■ **What to produce**: The entries that follow include a run beginning at the line with "self.symbols.iter().any(|s| s == symbol)" and ending at the line with "importing the real"; restate that run word for word and leave the rest out.

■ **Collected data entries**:

=== Begin Enclosure ===

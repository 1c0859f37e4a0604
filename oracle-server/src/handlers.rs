//! Request handlers for each route (spec §4.8 "Request Handler" / §6 HTTP surface).
//! Every handler reads from the cache and falls through to a stale-but-present
//! value rather than a 404 where the spec's Open Question recommends it
//! (spec §9: "return with a `stale` flag and let the caller decide").

use std::sync::Arc;

use hyper::{Body, Response, StatusCode};

use oracle_core::now_ms;

use crate::dto::{
    ErrorResponse, FeedRefOut, FeedValueDatum, FeedValuesRequest, FeedValuesResponse,
    FeedVolumeDatum, VolumeDatum, VolumesResponse,
};
use crate::health::{build_report, is_alive, is_ready};
use crate::state::AppState;
use crate::validation::{validate_feeds, ValidationError};

fn json_response(status: StatusCode, body: &impl serde::Serialize) -> Response<Body> {
    let payload = serde_json::to_string(body).unwrap_or_else(|_| "{}".to_string());
    Response::builder()
        .status(status)
        .header("content-type", "application/json")
        .body(Body::from(payload))
        .unwrap_or_else(|_| Response::new(Body::from("{}")))
}

fn validation_error_response(err: ValidationError) -> Response<Body> {
    json_response(
        StatusCode::BAD_REQUEST,
        &ErrorResponse::new("ValidationError", err.message()),
    )
}

async fn parse_body<T: serde::de::DeserializeOwned>(req: Body) -> Result<T, Response<Body>> {
    let bytes = hyper::body::to_bytes(req).await.map_err(|e| {
        json_response(
            StatusCode::BAD_REQUEST,
            &ErrorResponse::new("MalformedRequest", format!("failed to read body: {e}")),
        )
    })?;
    serde_json::from_slice(&bytes).map_err(|e| {
        json_response(
            StatusCode::BAD_REQUEST,
            &ErrorResponse::new("MalformedRequest", format!("invalid JSON body: {e}")),
        )
    })
}

/// `POST /feed-values` and `POST /feed-values/:votingRoundId` (spec §6).
pub async fn feed_values(
    state: Arc<AppState>,
    body: Body,
    voting_round_id: Option<u64>,
) -> Response<Body> {
    let request: FeedValuesRequest = match parse_body(body).await {
        Ok(r) => r,
        Err(resp) => return resp,
    };

    let validated = match validate_feeds(&request.feeds) {
        Ok(v) => v,
        Err(e) => return validation_error_response(e),
    };

    let now = now_ms();
    let mut data = Vec::with_capacity(validated.len());
    let mut any_missing = false;

    for (feed_id, category_code) in &validated {
        match state.cache.get(feed_id, now) {
            Some(aggregated) => {
                let stale = aggregated.stale || now - aggregated.timestamp > state.config.cache_ttl_ms;
                data.push(FeedValueDatum {
                    feed: FeedRefOut {
                        category: *category_code,
                        name: feed_id.name.clone(),
                    },
                    value: aggregated.price,
                    timestamp: aggregated.timestamp,
                    confidence: aggregated.confidence,
                    source: aggregated.sources,
                    stale,
                });
            }
            None => {
                any_missing = true;
                // No cached value yet -- make sure the feed is actually subscribed
                // somewhere (spec §4.4 `subscribeToFeed`). Subscribing is idempotent
                // (adapters dedupe against their own subscription set), so repeating
                // this on every miss just costs a HashSet lookup once data starts
                // flowing. Fired in the background so a cold feed doesn't make the
                // caller wait on a venue round-trip before receiving its 404/partial.
                let data_manager = state.data_manager.clone();
                let category = feed_id.category;
                let name = feed_id.name.clone();
                tokio::spawn(async move {
                    if let Err(e) = data_manager.subscribe_to_feed(category, &name).await {
                        tracing::debug!(feed = %name, error = %e, "subscribe_to_feed failed");
                    }
                });
            }
        }
    }

    if data.is_empty() && any_missing {
        return json_response(
            StatusCode::NOT_FOUND,
            &ErrorResponse::new("NoDataAvailable", "no cached value for any requested feed"),
        );
    }

    json_response(
        StatusCode::OK,
        &FeedValuesResponse {
            data,
            voting_round_id,
        },
    )
}

/// `POST /volumes?window=<seconds>` (spec §6). There is no persisted volume time
/// series (spec §1 Non-goals: "only a small bounded per-feed observation window"),
/// so this reports the latest per-source volume still inside that window.
pub async fn volumes(state: Arc<AppState>, body: Body, window_sec: u64) -> Response<Body> {
    let request: FeedValuesRequest = match parse_body(body).await {
        Ok(r) => r,
        Err(resp) => return resp,
    };

    let validated = match validate_feeds(&request.feeds) {
        Ok(v) => v,
        Err(e) => return validation_error_response(e),
    };

    let mut data = Vec::with_capacity(validated.len());
    for (feed_id, category_code) in validated {
        let latest = state.aggregation.latest_volumes(&feed_id.name).await;
        let volumes: Vec<VolumeDatum> = latest
            .into_iter()
            .map(|(_, volume, timestamp)| VolumeDatum { volume, timestamp })
            .collect();
        data.push(FeedVolumeDatum {
            feed: FeedRefOut {
                category: category_code,
                name: feed_id.name,
            },
            volumes,
        });
    }

    json_response(
        StatusCode::OK,
        &VolumesResponse {
            data,
            window_sec,
        },
    )
}

pub async fn health(state: Arc<AppState>) -> Response<Body> {
    let report = build_report(&state).await;
    let status = if report.status == crate::health::ProcessStatus::Unhealthy {
        StatusCode::SERVICE_UNAVAILABLE
    } else {
        StatusCode::OK
    };
    json_response(status, &report)
}

pub async fn health_ready(state: Arc<AppState>) -> Response<Body> {
    let report = build_report(&state).await;
    let ready = is_ready(&report, state.is_shutting_down());
    let body = serde_json::json!({
        "ready": ready,
        "status": report.status,
        "timestamp": report.timestamp,
        "uptime": report.uptime,
    });
    let status = if ready { StatusCode::OK } else { StatusCode::SERVICE_UNAVAILABLE };
    json_response(status, &body)
}

pub async fn health_live(state: Arc<AppState>) -> Response<Body> {
    let alive = is_alive(state.is_shutting_down());
    let body = serde_json::json!({
        "alive": alive,
        "status": if alive { "healthy" } else { "unhealthy" },
        "timestamp": now_ms(),
        "uptime": state.uptime_seconds(),
    });
    let status = if alive { StatusCode::OK } else { StatusCode::SERVICE_UNAVAILABLE };
    json_response(status, &body)
}

/// Prometheus text-exposition body when the `metrics` feature is enabled
/// (SPEC_FULL.md §F); a plain JSON snapshot otherwise, matching the spec's
/// unopinionated "metrics snapshot" response shape (spec §6).
#[cfg(feature = "metrics")]
pub async fn metrics(state: Arc<AppState>) -> Response<Body> {
    let body = state.metrics.render().await;
    Response::builder()
        .status(StatusCode::OK)
        .header("content-type", "text/plain; version=0.0.4")
        .body(Body::from(body))
        .unwrap_or_else(|_| Response::new(Body::empty()))
}

#[cfg(not(feature = "metrics"))]
pub async fn metrics(state: Arc<AppState>) -> Response<Body> {
    let cache_stats = state.cache.stats();
    let registry_stats = state.registry.get_stats().await;
    let connection_health = state.data_manager.connection_health().await;

    let body = serde_json::json!({
        "uptime_seconds": state.uptime_seconds(),
        "cache": {
            "hits": cache_stats.hits,
            "misses": cache_stats.misses,
            "hit_rate": cache_stats.hit_rate(),
            "entries": state.cache.len(),
        },
        "registry": {
            "total": registry_stats.total,
            "active": registry_stats.active,
            "by_category": registry_stats.by_category,
            "by_health": registry_stats.by_health,
        },
        "sources": connection_health.iter().map(|h| {
            let rest = state.rate_limiter.stats(&h.name);
            serde_json::json!({
                "name": h.name,
                "healthy": h.healthy,
                "age_ms": h.age_ms,
                "consecutive_failures": h.consecutive_failures,
                "rest_fallback": rest.map(|r| serde_json::json!({
                    "total": r.total,
                    "successful": r.successful,
                    "rate_limited": r.rate_limited,
                    "success_rate": r.success_rate(),
                })),
            })
        }).collect::<Vec<_>>(),
    });
    json_response(StatusCode::OK, &body)
}

pub fn not_found() -> Response<Body> {
    json_response(
        StatusCode::NOT_FOUND,
        &ErrorResponse::new("NotFound", "no such route"),
    )
}

pub fn method_not_allowed() -> Response<Body> {
    json_response(
        StatusCode::METHOD_NOT_ALLOWED,
        &ErrorResponse::new("MethodNotAllowed", "method not allowed for this route"),
    )
}
//! Adapter registry (spec §4.3): a name-keyed directory of adapters and their
//! health metadata. Registrations happen at process init, so per spec §5 "a simple
//! mutex suffices" -- this uses `RwLock` over a `HashMap`, read-heavy/write-rare,
//! grounded on the teacher's `AdapterRegistry`-shaped usage in `services/adapters`.

use std::collections::HashMap;
use std::sync::Arc;
use std::time::{SystemTime, UNIX_EPOCH};

use tokio::sync::RwLock;

use crate::adapter::{AdapterCapabilities, ExchangeAdapter, VenueHealth};
use crate::types::Category;

#[derive(Debug, Clone, Copy, PartialEq, Eq)]
pub enum HealthStatus {
    Healthy,
    Degraded,
    Unhealthy,
    Unknown,
}

impl From<VenueHealth> for HealthStatus {
    fn from(value: VenueHealth) -> Self {
        match value {
            VenueHealth::Healthy => HealthStatus::Healthy,
            VenueHealth::Degraded => HealthStatus::Degraded,
            VenueHealth::Unhealthy => HealthStatus::Unhealthy,
        }
    }
}

/// A registered adapter plus the metadata the registry tracks about it (spec §3
/// `AdapterEntry`). The registry holds a non-owning `Arc` reference to the adapter
/// -- lifecycle (connect/disconnect) belongs to the Data Manager.
pub struct AdapterEntry {
    pub adapter: Arc<dyn ExchangeAdapter>,
    pub registered_at: i64,
    pub is_active: bool,
    pub health_status: HealthStatus,
    pub last_health_check: i64,
}

/// Filter predicate for [`AdapterRegistry::get_filtered`].
#[derive(Debug, Clone, Default)]
pub struct AdapterFilter {
    pub category: Option<Category>,
    pub required_capabilities: Vec<RequiredCapability>,
    pub active_only: bool,
    pub exclude_unhealthy: bool,
}

#[derive(Debug, Clone, Copy, PartialEq, Eq)]
pub enum RequiredCapability {
    Websocket,
    Rest,
    Volume,
    OrderBook,
}

fn satisfies(caps: &AdapterCapabilities, required: &RequiredCapability) -> bool {
    match required {
        RequiredCapability::Websocket => caps.supports_websocket,
        RequiredCapability::Rest => caps.supports_rest,
        RequiredCapability::Volume => caps.supports_volume,
        RequiredCapability::OrderBook => caps.supports_order_book,
    }
}

#[derive(Debug, Clone, Default)]
pub struct RegistryStats {
    pub total: usize,
    pub active: usize,
    pub by_category: HashMap<String, usize>,
    pub by_health: HashMap<String, usize>,
}

#[derive(Debug, thiserror::Error, PartialEq, Eq)]
pub enum RegistryError {
    #[error("adapter '{0}' is already registered")]
    AlreadyRegistered(String),
    #[error("adapter '{0}' is not registered")]
    NotFound(String),
}

fn now_ms() -> i64 {
    SystemTime::now()
        .duration_since(UNIX_EPOCH)
        .map(|d| d.as_millis() as i64)
        .unwrap_or(0)
}

/// Name-keyed adapter directory (keys lowercased, spec §4.3).
#[derive(Default)]
pub struct AdapterRegistry {
    entries: RwLock<HashMap<String, AdapterEntry>>,
}

impl AdapterRegistry {
    pub fn new() -> Self {
        Self::default()
    }

    pub async fn register(
        &self,
        name: &str,
        adapter: Arc<dyn ExchangeAdapter>,
    ) -> Result<(), RegistryError> {
        let key = name.to_lowercase();
        let mut entries = self.entries.write().await;
        if entries.contains_key(&key) {
            return Err(RegistryError::AlreadyRegistered(key));
        }
        entries.insert(
            key,
            AdapterEntry {
                adapter,
                registered_at: now_ms(),
                is_active: true,
                health_status: HealthStatus::Unknown,
                last_health_check: now_ms(),
            },
        );
        Ok(())
    }

    pub async fn unregister(&self, name: &str) -> Result<(), RegistryError> {
        let key = name.to_lowercase();
        self.entries
            .write()
            .await
            .remove(&key)
            .map(|_| ())
            .ok_or(RegistryError::NotFound(key))
    }

    pub async fn has(&self, name: &str) -> bool {
        self.entries.read().await.contains_key(&name.to_lowercase())
    }

    pub async fn get(&self, name: &str) -> Option<Arc<dyn ExchangeAdapter>> {
        self.entries
            .read()
            .await
            .get(&name.to_lowercase())
            .map(|e| e.adapter.clone())
    }

    pub async fn set_active(&self, name: &str, active: bool) -> Result<(), RegistryError> {
        let key = name.to_lowercase();
        let mut entries = self.entries.write().await;
        let entry = entries.get_mut(&key).ok_or(RegistryError::NotFound(key))?;
        entry.is_active = active;
        Ok(())
    }

    pub async fn update_health_status(
        &self,
        name: &str,
        status: HealthStatus,
    ) -> Result<(), RegistryError> {
        let key = name.to_lowercase();
        let mut entries = self.entries.write().await;
        let entry = entries.get_mut(&key).ok_or(RegistryError::NotFound(key))?;
        entry.health_status = status;
        entry.last_health_check = now_ms();
        Ok(())
    }

    pub async fn names(&self) -> Vec<String> {
        self.entries.read().await.keys().cloned().collect()
    }

    /// Supports filtering by category, capability subset, active flag, and health
    /// (spec §4.3 `getFiltered`).
    pub async fn get_filtered(&self, filter: &AdapterFilter) -> Vec<Arc<dyn ExchangeAdapter>> {
        self.entries
            .read()
            .await
            .values()
            .filter(|entry| {
                if filter.active_only && !entry.is_active {
                    return false;
                }
                if filter.exclude_unhealthy && entry.health_status == HealthStatus::Unhealthy {
                    return false;
                }
                if let Some(category) = filter.category {
                    if entry.adapter.category() != category {
                        return false;
                    }
                }
                let caps = entry.adapter.capabilities();
                filter
                    .required_capabilities
                    .iter()
                    .all(|cap| satisfies(&caps, cap))
            })
            .map(|entry| entry.adapter.clone())
            .collect()
    }

    /// Among active adapters of `category` whose `validate_symbol(symbol)` holds
    /// and whose health is not unhealthy: prefer a healthy one, fall back to a
    /// degraded one, otherwise `None` (spec §4.3 `findBestAdapter`).
    pub async fn find_best_adapter(
        &self,
        symbol: &str,
        category: Category,
    ) -> Option<Arc<dyn ExchangeAdapter>> {
        let entries = self.entries.read().await;
        let candidates: Vec<&AdapterEntry> = entries
            .values()
            .filter(|e| {
                e.is_active
                    && e.adapter.category() == category
                    && e.adapter.validate_symbol(symbol)
                    && e.health_status != HealthStatus::Unhealthy
            })
            .collect();
        candidates
            .iter()
            .find(|e| e.health_status == HealthStatus::Healthy)
            .or_else(|| candidates.iter().find(|e| e.health_status == HealthStatus::Degraded))
            .map(|e| e.adapter.clone())
    }

    pub async fn get_stats(&self) -> RegistryStats {
        let entries = self.entries.read().await;
        let mut stats = RegistryStats {
            total: entries.len(),
            ..Default::default()
        };
        for entry in entries.values() {
            if entry.is_active {
                stats.active += 1;
            }
            let category_key = format!("{:?}", entry.adapter.category());
            *stats.by_category.entry(category_key).or_insert(0) += 1;
            let health_key = format!("{:?}", entry.health_status);
            *stats.by_health.entry(health_key).or_insert(0) += 1;
        }
        stats
    }
}

#[cfg(test)]
mod tests {
    use super::*;
    use crate::adapter::AdapterEvent;
    use async_trait::async_trait;
    use tokio::sync::mpsc;

    struct StubAdapter {
        name: String,
        category: Category,
        symbols: Vec<String>,
    }

    #[async_trait]
    impl ExchangeAdapter for StubAdapter {
        fn exchange_name(&self) -> &str {
            &self.name
        }
        fn category(&self) -> Category {
            self.category
        }
        fn capabilities(&self) -> AdapterCapabilities {
            AdapterCapabilities {
                supports_websocket: true,
                supports_rest: true,
                supports_volume: true,
                supports_order_book: false,
                supported_categories: vec![self.category],
            }
        }
        async fn connect(&self) -> crate::error::Result<()> {
            Ok(())
        }
        async fn disconnect(&self) {}
        async fn subscribe(&self, _symbols: &[String]) -> crate::error::Result<()> {
            Ok(())
        }
        async fn unsubscribe(&self, _symbols: &[String]) {}
        async fn health_check(&self) -> VenueHealth {
            VenueHealth::Healthy
        }
        async fn get_subscriptions(&self) -> Vec<String> {
            Vec::new()
        }
        fn validate_symbol(&self, symbol: &str) -> bool {
            self.symbols.iter().any(|s| s == symbol)
        }
        async fn fetch_ticker_rest(&self, _symbol: &str) -> crate::error::Result<PriceObsForTest> {
            unreachable!("not exercised in registry tests")
        }
    }

    // Local alias so the stub's trait impl type-checks without importing the real
    // PriceObservation just for an unreachable method body.
    type PriceObsForTest = crate::types::PriceObservation;

    fn stub(name: &str, category: Category, symbols: &[&str]) -> Arc<dyn ExchangeAdapter> {
        Arc::new(StubAdapter {
            name: name.to_string(),
            category,
            symbols: symbols.iter().map(|s| s.to_string()).collect(),
        })
    }

    #[tokio::test]
    async fn register_then_get_round_trips() {
        let registry = AdapterRegistry::new();
        registry
            .register("Binance", stub("binance", Category::Crypto, &["BTC/USDT"]))
            .await
            .unwrap();
        assert!(registry.has("binance").await);
        assert!(registry.get("BINANCE").await.is_some());
    }

    #[tokio::test]
    async fn duplicate_registration_fails() {
        let registry = AdapterRegistry::new();
        registry
            .register("binance", stub("binance", Category::Crypto, &[]))
            .await
            .unwrap();
        let err = registry
            .register("binance", stub("binance", Category::Crypto, &[]))
            .await
            .unwrap_err();
        assert_eq!(err, RegistryError::AlreadyRegistered("binance".to_string()));
    }

    #[tokio::test]
    async fn find_best_adapter_prefers_healthy_over_degraded() {
        let registry = AdapterRegistry::new();
        registry
            .register("degraded-venue", stub("degraded-venue", Category::Crypto, &["BTC/USDT"]))
            .await
            .unwrap();
        registry
            .register("healthy-venue", stub("healthy-venue", Category::Crypto, &["BTC/USDT"]))
            .await
            .unwrap();
        registry
            .update_health_status("degraded-venue", HealthStatus::Degraded)
            .await
            .unwrap();
        registry
            .update_health_status("healthy-venue", HealthStatus::Healthy)
            .await
            .unwrap();

        let best = registry.find_best_adapter("BTC/USDT", Category::Crypto).await.unwrap();
        assert_eq!(best.exchange_name(), "healthy-venue");
    }

    #[tokio::test]
    async fn find_best_adapter_falls_back_to_degraded() {
        let registry = AdapterRegistry::new();
        registry
            .register("only-degraded", stub("only-degraded", Category::Crypto, &["BTC/USDT"]))
            .await
            .unwrap();
        registry
            .update_health_status("only-degraded", HealthStatus::Degraded)
            .await
            .unwrap();
        let best = registry.find_best_adapter("BTC/USDT", Category::Crypto).await;
        assert!(best.is_some());
    }

    #[tokio::test]
    async fn find_best_adapter_excludes_unhealthy() {
        let registry = AdapterRegistry::new();
        registry
            .register("broken", stub("broken", Category::Crypto, &["BTC/USDT"]))
            .await
            .unwrap();
        registry
            .update_health_status("broken", HealthStatus::Unhealthy)
            .await
            .unwrap();
        assert!(registry.find_best_adapter("BTC/USDT", Category::Crypto).await.is_none());
    }

    #[tokio::test]
    async fn filters_by_category_and_active_flag() {
        let registry = AdapterRegistry::new();
        registry
            .register("fx-venue", stub("fx-venue", Category::Forex, &[]))
            .await
            .unwrap();
        registry
            .register("crypto-venue", stub("crypto-venue", Category::Crypto, &[]))
            .await
            .unwrap();
        registry.set_active("fx-venue", false).await.unwrap();

        let filter = AdapterFilter {
            category: Some(Category::Crypto),
            active_only: true,
            ..Default::default()
        };
        let found = registry.get_filtered(&filter).await;
        assert_eq!(found.len(), 1);
        assert_eq!(found[0].exchange_name(), "crypto-venue");
    }

    #[tokio::test]
    async fn stats_counts_totals_and_breakdowns() {
        let registry = AdapterRegistry::new();
        registry
            .register("a", stub("a", Category::Crypto, &[]))
            .await
            .unwrap();
        registry
            .register("b", stub("b", Category::Forex, &[]))
            .await
            .unwrap();
        let stats = registry.get_stats().await;
        assert_eq!(stats.total, 2);
        assert_eq!(stats.active, 2);
    }
}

=== End Enclosure ===

■ **Task output**:
            self.symbols.iter().any(|s| s == symbol)
        }
        async fn fetch_ticker_rest(&self, _symbol: &str) -> crate::error::Result<PriceObsForTest> {
            unreachable!("not exercised in registry tests")
        }
    }

    // Local alias so the stub's trait impl type-checks without importing the real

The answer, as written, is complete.